# Quality of internet connection



## Vitaly (Apr 16, 2013)

Hi all,

Has anyone noticed that quality of internet connection in Cyprus went down past few months? Like websites open slowly, huge pings, inability to watch internet TV and play online games, especially during the evening hours.

Some of my friends noticed the same (cablenet, cyta), but Im interested to hear from more people. Also if anyone succeded dealing with these internet providers. 
How it is with Primetel?

Thank you


----------



## Tanager (Mar 14, 2009)

Vitaly said:


> Hi all,
> 
> Has anyone noticed that quality of internet connection in Cyprus went down past few months? Like websites open slowly, huge pings, inability to watch internet TV and play online games, especially during the evening hours.
> 
> ...


Hi Vitaly,

We're in Peyia and we have Holitec. You're actually right. sometimes in the evening everything is slower than usual. The filmon site doesn't work any more so it's really hard to watch live TV. During the day is better though. Uploading speed is pretty bad too. I don't know if it's only our Interner but in the past we could use Skype to call landline numbers in th EU but now it's not possible because of the slow upload speed.


----------



## kim1967 (Feb 26, 2012)

Hi
We are in Polis and use Matrix. We can Skype and watch filmon at the same time whilst another family member is on facebook. Speed and connection is good


----------



## PeteandSylv (Sep 24, 2008)

I have not noticed any significant change in overall speed or quality with our Primetel service which, of course is delivered over CYTA lines. There are some days worse than others presumably because of extra demand by users which stresses the offshore connection.

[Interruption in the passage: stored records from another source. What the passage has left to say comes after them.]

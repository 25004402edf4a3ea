use anyhow::{Context, Result};
use camino::Utf8Path;
use std::fs;
use tracing_appender::rolling;
use tracing_subscriber::{EnvFilter, layer::SubscriberExt, util::SubscriberInitExt};

/// Default filter when `RUST_LOG` is not set
fn default_filter(debug_mode: bool) -> EnvFilter {
    EnvFilter::try_from_default_env().unwrap_or_else(|_| {
        if debug_mode {
            EnvFilter::new("debug")
        } else {
            EnvFilter::new("info")
        }
    })
}

/// Setup logging with a daily rotating file and optional console output.
///
/// The console layer is what the operator watches during a run; the file keeps
/// the full history with thread ids and source locations.
///
/// # Arguments
/// * `log_dir` - Directory for log files (created if missing)
/// * `log_prefix` - Prefix for log files (e.g., "quizreel")
/// * `debug_mode` - Use debug level unless `RUST_LOG` overrides it
/// * `console_output` - Also log to stderr
///
/// # Returns
/// A guard that must be held for the duration of the program to keep logging active
pub fn setup_logging_with_console(
    log_dir: &Utf8Path,
    log_prefix: &str,
    debug_mode: bool,
    console_output: bool,
) -> Result<tracing_appender::non_blocking::WorkerGuard> {
    if !log_dir.exists() {
        fs::create_dir_all(log_dir)
            .with_context(|| format!("Failed to create log directory: {}", log_dir))?;
    }

    let file_appender = rolling::daily(log_dir, log_prefix);
    let (non_blocking, guard) = tracing_appender::non_blocking(file_appender);

    let file_layer = tracing_subscriber::fmt::layer()
        .with_writer(non_blocking)
        .with_ansi(false) // No ANSI codes in log files
        .with_target(true)
        .with_thread_ids(true)
        .with_file(true)
        .with_line_number(true);

    let console_layer = console_output.then(|| {
        tracing_subscriber::fmt::layer()
            .with_writer(std::io::stderr)
            .with_ansi(true)
            .with_target(false)
    });

    tracing_subscriber::registry()
        .with(default_filter(debug_mode))
        .with(file_layer)
        .with(console_layer)
        .try_init()
        .context("A global tracing subscriber is already installed")?;

    tracing::info!(
        "Logging initialized: dir={}, prefix={}, debug={}, console={}",
        log_dir,
        log_prefix,
        debug_mode,
        console_output
    );

    Ok(guard)
}

#[cfg(test)]
mod tests {
    use super::*;
    use camino::Utf8PathBuf;
    use tempfile::TempDir;

    #[test]
    #[allow(unused_variables)]
    fn test_setup_logging_creates_directory() {
        let temp_dir = TempDir::new().unwrap();
        let log_dir = Utf8PathBuf::try_from(temp_dir.path().join("logs")).unwrap();

        // May fail if another test already installed a subscriber,
        // but the directory is created before that point
        let result = setup_logging_with_console(&log_dir, "test", false, false);

        assert!(log_dir.exists());
    }

    #[test]
    fn test_debug_flag_sets_filter() {
        // Only meaningful when RUST_LOG is unset in the test environment
        if std::env::var_os("RUST_LOG").is_none() {
            assert_eq!(default_filter(true).to_string(), "debug");
            assert_eq!(default_filter(false).to_string(), "info");
        }
    }
}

I think the biggest factor still is the quality of the local line to and inside your house and if you have a measurably bad service you should pursue this with your provider. There are gain adjustments and other jiggery-pokery they can do.

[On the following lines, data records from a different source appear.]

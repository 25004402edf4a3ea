use camino::Utf8PathBuf;
use serde::{Deserialize, Serialize};
use std::time::Duration;
use thiserror::Error;

/// Lowest scheduling priority on Unix (highest niceness)
pub const DEFAULT_NICE: i32 = 19;
pub const DEFAULT_COOL_TIME_SECS: u64 = 20;
pub const DEFAULT_PAUSE_SECS: u64 = 30;
pub const DEFAULT_RENDER_TIMEOUT_SECS: u64 = 600;

/// Settings file model (`quizreel.yaml`).
///
/// Every key is optional in the file; missing keys take the defaults below.
#[derive(Debug, Clone, PartialEq, Serialize, Deserialize)]
#[serde(default)]
pub struct Settings {
    /// Question bank JSON
    pub questions: Utf8PathBuf,
    pub output_dir: Utf8PathBuf,
    pub final_name: String,
    pub jobs: usize,
    pub nice: i32,
    pub batch_size: usize,
    pub cool_time_secs: u64,
    pub throttle: bool,
    pub sequential: bool,
    /// Watchdog per render, 0 disables it
    pub render_timeout_secs: u64,
    pub pause_secs: u64,
    pub renderer: RendererSettings,
    pub concat: ConcatSettings,
}

impl Default for Settings {
    fn default() -> Self {
        Self {
            questions: Utf8PathBuf::from("data/questions.json"),
            output_dir: Utf8PathBuf::from("output"),
            final_name: "quiz_final.mp4".to_string(),
            jobs: 1,
            nice: DEFAULT_NICE,
            batch_size: 1,
            cool_time_secs: DEFAULT_COOL_TIME_SECS,
            throttle: false,
            sequential: false,
            render_timeout_secs: DEFAULT_RENDER_TIMEOUT_SECS,
            pause_secs: DEFAULT_PAUSE_SECS,
            renderer: RendererSettings::default(),
            concat: ConcatSettings::default(),
        }
    }
}

/// External render command.
///
/// Arguments may contain the placeholders `{id}`, `{output}`, `{question}`
/// (the question as JSON) and `{questions}` (the question bank path).
#[derive(Debug, Clone, PartialEq, Serialize, Deserialize)]
#[serde(default)]
pub struct RendererSettings {
    pub program: String,
    pub args: Vec<String>,
}

impl Default for RendererSettings {
    fn default() -> Self {
        Self {
            program: "quiz-render".to_string(),
            args: vec![
                "--id".to_string(),
                "{id}".to_string(),
                "--question".to_string(),
                "{question}".to_string(),
                "--output".to_string(),
                "{output}".to_string(),
            ],
        }
    }
}

#[derive(Debug, Clone, PartialEq, Serialize, Deserialize)]
#[serde(default)]
pub struct ConcatSettings {
    pub ffmpeg: String,
    /// Clip prepended to the final video when present
    pub intro_clip: Option<Utf8PathBuf>,
}

impl Default for ConcatSettings {
    fn default() -> Self {
        Self {
            ffmpeg: "ffmpeg".to_string(),
            intro_clip: None,
        }
    }
}

/// Command-line values that take precedence over [`Settings`]
#[derive(Debug, Clone, Default)]
pub struct RunOverrides {
    pub questions: Option<Utf8PathBuf>,
    pub output_dir: Option<Utf8PathBuf>,
    pub final_name: Option<String>,
    pub jobs: Option<usize>,
    pub nice: Option<i32>,
    pub batch_size: Option<usize>,
    pub cool_time_secs: Option<u64>,
    pub render_timeout_secs: Option<u64>,
    pub throttle: bool,
    pub sequential: bool,
    pub skip_rendering: bool,
}

#[derive(Error, Debug, PartialEq, Eq)]
pub enum ConfigError {
    #[error("Batch size must be greater than zero")]
    InvalidBatchSize,

    #[error("Job count must be greater than zero")]
    InvalidJobs,

    #[error("Nice level {0} is outside the range -20..=19")]
    InvalidNice(i32),

    #[error("Final video name must not be empty")]
    EmptyFinalName,
}

/// Immutable configuration for a single run
#[derive(Debug, Clone, PartialEq)]
pub struct RunConfig {
    pub questions: Utf8PathBuf,
    pub output_dir: Utf8PathBuf,
    pub final_name: String,
    pub jobs: usize,
    pub nice: i32,
    pub batch_size: usize,
    pub cool_time: Duration,
    pub throttle: bool,
    pub sequential: bool,
    pub skip_rendering: bool,
    pub render_timeout: Option<Duration>,
    pub pause_duration: Duration,
    pub renderer: RendererSettings,
    pub concat: ConcatSettings,
}

impl RunConfig {
    /// Merge settings with command-line overrides and validate the result
    pub fn resolve(settings: &Settings, overrides: &RunOverrides) -> Result<Self, ConfigError> {
        let config = Self::merge(settings, overrides);
        config.validate()?;
        Ok(config)
    }

    fn merge(settings: &Settings, overrides: &RunOverrides) -> Self {
        let render_timeout_secs = overrides
            .render_timeout_secs
            .unwrap_or(settings.render_timeout_secs);

        Self {
            questions: overrides
                .questions
                .clone()
                .unwrap_or_else(|| settings.questions.clone()),
            output_dir: overrides
                .output_dir
                .clone()
                .unwrap_or_else(|| settings.output_dir.clone()),
            final_name: overrides
                .final_name
                .clone()
                .unwrap_or_else(|| settings.final_name.clone()),
            jobs: overrides.jobs.unwrap_or(settings.jobs),
            nice: overrides.nice.unwrap_or(settings.nice),
            batch_size: overrides.batch_size.unwrap_or(settings.batch_size),
            cool_time: Duration::from_secs(
                overrides.cool_time_secs.unwrap_or(settings.cool_time_secs),
            ),
            throttle: overrides.throttle || settings.throttle,
            sequential: overrides.sequential || settings.sequential,
            skip_rendering: overrides.skip_rendering,
            render_timeout: (render_timeout_secs > 0)
                .then(|| Duration::from_secs(render_timeout_secs)),
            pause_duration: Duration::from_secs(settings.pause_secs),
            renderer: settings.renderer.clone(),
            concat: settings.concat.clone(),
        }
    }

    pub fn validate(&self) -> Result<(), ConfigError> {
        if self.batch_size == 0 {
            return Err(ConfigError::InvalidBatchSize);
        }
        if self.jobs == 0 {
            return Err(ConfigError::InvalidJobs);
        }
        if !(-20..=19).contains(&self.nice) {
            return Err(ConfigError::InvalidNice(self.nice));
        }
        if self.final_name.trim().is_empty() {
            return Err(ConfigError::EmptyFinalName);
        }
        Ok(())
    }

    /// True when units run one at a time
    pub fn is_sequential(&self) -> bool {
        self.sequential || self.jobs == 1
    }

    pub fn final_path(&self) -> Utf8PathBuf {
        self.output_dir.join(&self.final_name)
    }
}

impl Default for RunConfig {
    fn default() -> Self {
        Self::merge(&Settings::default(), &RunOverrides::default())
    }
}

#[cfg(test)]
mod tests {
    use super::*;

    #[test]
    fn test_settings_defaults() {
        let settings = Settings::default();
        assert_eq!(settings.jobs, 1);
        assert_eq!(settings.nice, 19);
        assert_eq!(settings.batch_size, 1);
        assert_eq!(settings.cool_time_secs, 20);
        assert_eq!(settings.pause_secs, 30);
        assert!(!settings.throttle);
    }

    #[test]
    fn test_overrides_take_precedence() {
        let settings = Settings {
            jobs: 4,
            batch_size: 3,
            ..Default::default()
        };
        let overrides = RunOverrides {
            jobs: Some(2),
            cool_time_secs: Some(5),
            throttle: true,
            ..Default::default()
        };

        let config = RunConfig::resolve(&settings, &overrides).unwrap();
        assert_eq!(config.jobs, 2);
        assert_eq!(config.batch_size, 3);
        assert_eq!(config.cool_time, Duration::from_secs(5));
        assert!(config.throttle);
        assert!(!config.is_sequential());
    }

    #[test]
    fn test_zero_batch_size_rejected() {
        let overrides = RunOverrides {
            batch_size: Some(0),
            ..Default::default()
        };
        let err = RunConfig::resolve(&Settings::default(), &overrides).unwrap_err();
        assert_eq!(err, ConfigError::InvalidBatchSize);
    }

    #[test]
    fn test_nice_range_checked() {
        let overrides = RunOverrides {
            nice: Some(25),
            ..Default::default()
        };
        let err = RunConfig::resolve(&Settings::default(), &overrides).unwrap_err();
        assert_eq!(err, ConfigError::InvalidNice(25));
    }

    #[test]
    fn test_zero_timeout_disables_watchdog() {
        let overrides = RunOverrides {
            render_timeout_secs: Some(0),
            ..Default::default()
        };
        let config = RunConfig::resolve(&Settings::default(), &overrides).unwrap();
        assert!(config.render_timeout.is_none());
    }

    #[test]
    fn test_single_job_is_sequential() {
        let config = RunConfig::default();
        assert!(config.is_sequential());
        assert_eq!(config.final_path(), Utf8PathBuf::from("output/quiz_final.mp4"));
    }
}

If you are using a VPN or address changing service like SafeIP you may notice a significant drop in speed. Having recommended SafeIP on this forum I have stopped using it as the measurable severe deterioration in speed is noticeable as soon as it loads. There are also definite difference in speed from the VPN services on offer.

One of the Filmon issues is based on the fact they have stopped delivering UK TV services to areas where there is a breach of copyright. You might try using this Filmon shell instead:
Viewtelly

Pete


----------